Mechanistic insights and catalyst design for the selective hydrogenolysis of cellulose to C2–C3 alcohols
Abstract
Catalytic hydrogenolysis of cellulose into low-carbon alcohols offers a promising route toward sustainable chemical manufacture and carbon-neutral energy systems. Recent advances in aqueous-phase catalysis have progressively clarified the reaction network encompassing cellulose depolymerization, glucose isomerization, retro-aldol C–C scission, and the hydrogenation of key carbonyl intermediates. This review integrates these mechanistic insights with catalyst and process design, highlighting how noble-metal and non-noble bifunctional systems leverage acid–metal cooperation, redox flexibility, and spatial confinement to orchestrate glycosidic, C–O, and C–C bond activation with increasing precision. Kinetic and engineering studies further reveal how reactor configuration, operating conditions, and feedstock pretreatment shape conversion efficiency and carbon utilization in both batch and continuous modes.
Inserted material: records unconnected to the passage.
//! Playground CLI - runs, formats and shares Rust code on a remote playground.
//!
//! Every subcommand drives the same [`playground_engine::Playground`] the
//! library exposes: the source is loaded into the session, one action is
//! triggered, and the settled record decides what is printed and the exit
//! status.
//!
//! ```text
//! main() -> Cli::parse() -> Playground::new(client, configuration)
//!                                  |
//!                                  v
//!                  perform(action) -> settle(ticket) -> report(record)
//! ```

use anyhow::{Context, Result};
use clap::{Args, Parser, Subcommand};
use std::{
    fs::{self, File, OpenOptions},
    io::{self, Read},
    path::{Path, PathBuf},
    process::ExitCode,
    sync::{Arc, Mutex},
};
use tracing_subscriber::{EnvFilter, fmt, prelude::*};
use url::Url;

use playground_client::PlaygroundClient;
use playground_config::{PlaygroundConfig, Settings};
use playground_core::page::PageQuery;
use playground_core::share;
use playground_engine::{Playground, RecordStatus, RequestRecord, Response};
use playground_types::{Action, Backtrace, Channel, Edition, Mode, Snippet};

#[derive(Debug, Parser)]
#[command(name = "playground", version, about = "Run Rust code on a remote playground")]
struct Cli {
    /// Backend root, overriding the config file and PLAYGROUND_BASE_URL.
    #[arg(long, global = true, value_name = "URL")]
    base_url: Option<String>,

    #[command(subcommand)]
    command: Command,
}

#[derive(Debug, Subcommand)]
enum Command {
    /// Run, build or test a source file (stdin when no file is given).
    Run(RunArgs),
    /// Format a source file with rustfmt and print the result.
    Fmt(SourceArgs),
    /// Save a source file as a snippet and print its share links.
    Share(ShareArgs),
    /// Open a playground link or snippet id and print its source.
    Load {
        /// A playground URL (`?gist=...` or `?code=...`) or a bare snippet id.
        target: String,
    },
    /// Print the toolchain versions the backend uses.
    Versions,
    /// Print the crates available to snippets.
    Crates,
}

#[derive(Debug, Args)]
struct SourceArgs {
    /// Source file; reads stdin when omitted.
    file: Option<PathBuf>,

    #[arg(long)]
    channel: Option<Channel>,

    #[arg(long)]
    mode: Option<Mode>,

    #[arg(long)]
    edition: Option<Edition>,
}

#[derive(Debug, Args)]
struct RunArgs {
    #[command(flatten)]
    source: SourceArgs,

    /// Action to perform instead of the one derived from the source
    /// (e.g. `test`, `asm`, `clippy`, `miri`).
    #[arg(long)]
    action: Option<Action>,

    /// Set RUST_BACKTRACE for the run.
    #[arg(long)]
    backtrace: bool,
}

#[derive(Debug, Args)]
struct ShareArgs {
    #[command(flatten)]
    source: SourceArgs,

    /// Run the code first so the snippet carries its output.
    #[arg(long)]
    run: bool,
}

/// Installs the subscriber. Events only ever go to a log file: stdout and
/// stderr carry the program's own output and must stay parseable.
fn init_tracing() {
    let filter = EnvFilter::try_from_default_env().unwrap_or_else(|_| EnvFilter::new("info"));

    let mut skipped = Vec::new();
    let log = log_paths()
        .into_iter()
        .find_map(|path| match open_log(&path) {
            Ok(file) => Some((path, file)),
            Err(err) => {
                skipped.push(format!("{}: {err}", path.display()));
                None
            }
        });

    let registry = tracing_subscriber::registry().with(filter);
    match log {
        Some((path, file)) => {
            registry
                .with(fmt::layer().with_ansi(false).with_writer(Mutex::new(file)))
                .init();
            tracing::info!(path = %path.display(), "Logging initialized");
            for reason in skipped {
                tracing::warn!("Skipped log file {reason}");
            }
        }
        None => registry.init(),
    }
}

fn open_log(path: &Path) -> io::Result<File> {
    if let Some(dir) = path.parent() {
        fs::create_dir_all(dir)?;
    }
    OpenOptions::new().create(true).append(true).open(path)
}

/// `logs/playground.log` next to the config file, then under `./.playground`.
fn log_paths() -> Vec<PathBuf> {
    PlaygroundConfig::path()
        .and_then(|config| config.parent().map(Path::to_path_buf))
        .into_iter()
        .chain([PathBuf::from(".playground")])
        .map(|dir| dir.join("logs").join("playground.log"))
        .collect()
}

fn load_settings(base_override: Option<String>) -> Result<Settings> {
    let config = PlaygroundConfig::load().ok().flatten().unwrap_or_default();
    let settings = match base_override.filter(|url| !url.trim().is_empty()) {
        Some(url) => config.resolve_with_base_override(Some(url)),
        None => config.resolve(),
    };
    settings.context("invalid playground configuration")
}

fn read_source(file: Option<&PathBuf>) -> Result<String> {
    match file {
        Some(path) => fs::read_to_string(path)
            .with_context(|| format!("failed to read {}", path.display())),
        None => {
            let mut code = String::new();
            io::stdin()
                .read_to_string(&mut code)
                .context("failed to read source from stdin")?;
            Ok(code)
        }
    }
}

type Session = Playground<PlaygroundClient>;

/// Loads the source and applies the per-invocation overrides.
fn prepare(playground: &mut Session, args: &SourceArgs) -> Result<()> {
    playground.edit_code(read_source(args.file.as_ref())?);
    if let Some(channel) = args.channel {
        playground.change_channel(channel);
    }
    if let Some(mode) = args.mode {
        playground.change_mode(mode);
    }
    if let Some(edition) = args.edition {
        playground.change_edition(edition);
    }
    Ok(())
}

/// Prints a settled record. Failed records exit non-zero.
fn report(record: &RequestRecord) -> ExitCode {
    match record.status() {
        RecordStatus::Succeeded(response) => {
            print_response(response);
            match response {
                Response::Format(r) if !r.success => ExitCode::FAILURE,
                Response::Tool(r) if !r.success => ExitCode::FAILURE,
                _ => ExitCode::SUCCESS,
            }
        }
        RecordStatus::Failed(err) => {
            eprintln!("error: {}", err.message());
            ExitCode::FAILURE
        }
        RecordStatus::Idle | RecordStatus::Pending => {
            eprintln!("error: request did not complete");
            ExitCode::FAILURE
        }
    }
}

fn print_response(response: &Response) {
    let (stdout, stderr) = response.output();
    if !stderr.is_empty() {
        eprint!("{stderr}");
    }
    if !stdout.is_empty() {
        print!("{stdout}");
    }
    if let Response::Compile(r) = response
        && !r.code.is_empty()
    {
        println!("{}", r.code);
    }
}

async fn run(playground: &mut Session, args: RunArgs) -> Result<ExitCode> {
    prepare(playground, &args.source)?;
    if args.backtrace {
        playground.change_backtrace(Backtrace::Enabled);
    }

    let ticket = match args.action {
        Some(action) => playground.perform(action)?,
        None => playground.perform_primary()?,
    };
    tracing::info!(action = %ticket.action(), "Running");
    Ok(report(playground.settle(&ticket).await))
}

async fn format(playground: &mut Session, args: SourceArgs) -> Result<ExitCode> {
    prepare(playground, &args)?;
    let ticket = playground.perform(Action::Format)?;
    let record = playground.settle(&ticket).await;

    let formatted = matches!(
        record.status(),
        RecordStatus::Succeeded(Response::Format(r)) if r.success
    );
    if !formatted {
        return Ok(report(record));
    }
    print!("{}", playground.state().code());
    Ok(ExitCode::SUCCESS)
}

async fn share(playground: &mut Session, base: &Url, args: ShareArgs) -> Result<ExitCode> {
    prepare(playground, &args.source)?;
    if args.run {
        let ticket = playground.perform_primary()?;
        playground.settle(&ticket).await;
    }

    let ticket = playground.save_snippet()?;
    let record = playground.settle(&ticket).await;
    let Some(Response::Snippet(snippet)) = record.response() else {
        return Ok(report(record));
    };
    print_share_links(base, snippet)?;
    Ok(ExitCode::SUCCESS)
}

fn print_share_links(base: &Url, snippet: &Snippet) -> Result<()> {
    let permalink = share::permalink(base, snippet);
    let forum = share::forum_url(&share::forum_snippet(snippet, &permalink))
        .context("failed to build forum link")?;

    println!("Permalink: {permalink}");
    println!("Gist:      {}", snippet.url);
    println!("Code:      {}", share::code_url(base, snippet));
    println!("Forum:     {forum}");
    Ok(())
}

async fn load(playground: &mut Session, target: &str) -> Result<ExitCode> {
    let query = match Url::parse(target) {
        Ok(url) => PageQuery::from_url(&url),
        Err(_) => PageQuery {
            gist: Some(target.to_string()),
            ..PageQuery::default()
        },
    };

    if let Some(ticket) = playground.index_page_load(&query) {
        let record = playground.settle(&ticket).await;
        if let RecordStatus::Failed(err) = record.status() {
            eprintln!("error: {}", err.message());
            return Ok(ExitCode::FAILURE);
        }
    }

    let state = playground.state();
    let config = state.configuration();
    eprintln!(
        "channel: {}, mode: {}, edition: {}",
        config.channel, config.mode, config.edition
    );
    print!("{}", state.code());
    Ok(ExitCode::SUCCESS)
}

async fn versions(playground: &mut Session) -> Result<ExitCode> {
    let versions = playground
        .refresh_versions()
        .await
        .context("failed to fetch toolchain versions")?;
    for (name, version) in [
        ("stable", &versions.stable),
        ("beta", &versions.beta),
        ("nightly", &versions.nightly),
        ("rustfmt", &versions.rustfmt),
        ("clippy", &versions.clippy),
        ("miri", &versions.miri),
    ] {
        println!("{name:<8} {} ({})", version.version, version.details());
    }
    Ok(ExitCode::SUCCESS)
}

async fn crates(playground: &Session) -> Result<ExitCode> {
    let crates = playground
        .crates()
        .await
        .context("failed to fetch crate list")?;
    for info in crates {
        println!("{} {}", info.name, info.version);
    }
    Ok(ExitCode::SUCCESS)
}

#[tokio::main]
async fn main() -> Result<ExitCode> {
    let cli = Cli::parse();
    init_tracing();

    let settings = load_settings(cli.base_url)?;
    let base = settings.server.base_url.clone();
    let client = PlaygroundClient::new(base.clone(), settings.server.timeout)
        .context("failed to build HTTP client")?;
    let mut playground = Playground::new(Arc::new(client), settings.configuration);

    match cli.command {
        Command::Run(args) => run(&mut playground, args).await,
        Command::Fmt(args) => format(&mut playground, args).await,
        Command::Share(args) => share(&mut playground, &base, args).await,
        Command::Load { target } => load(&mut playground, &target).await,
        Command::Versions => versions(&mut playground).await,
        Command::Crates => crates(&playground).await,
    }
}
Emerging opportunities, including single-atom catalysts that maximize atom efficiency and enable precise site control, defect-engineered oxides, machine-learning-assisted discovery for accelerated catalyst optimization, and integrated reaction-separation platforms, hold considerable promise for enabling cost-effective, scalable, and recyclable catalytic systems. Together, these advances establish a coherent framework linking fundamental chemistry with reactor-level engineering, laying the groundwork for practical one-step aqueous-phase routes to bio-derived low-carbon alcohols.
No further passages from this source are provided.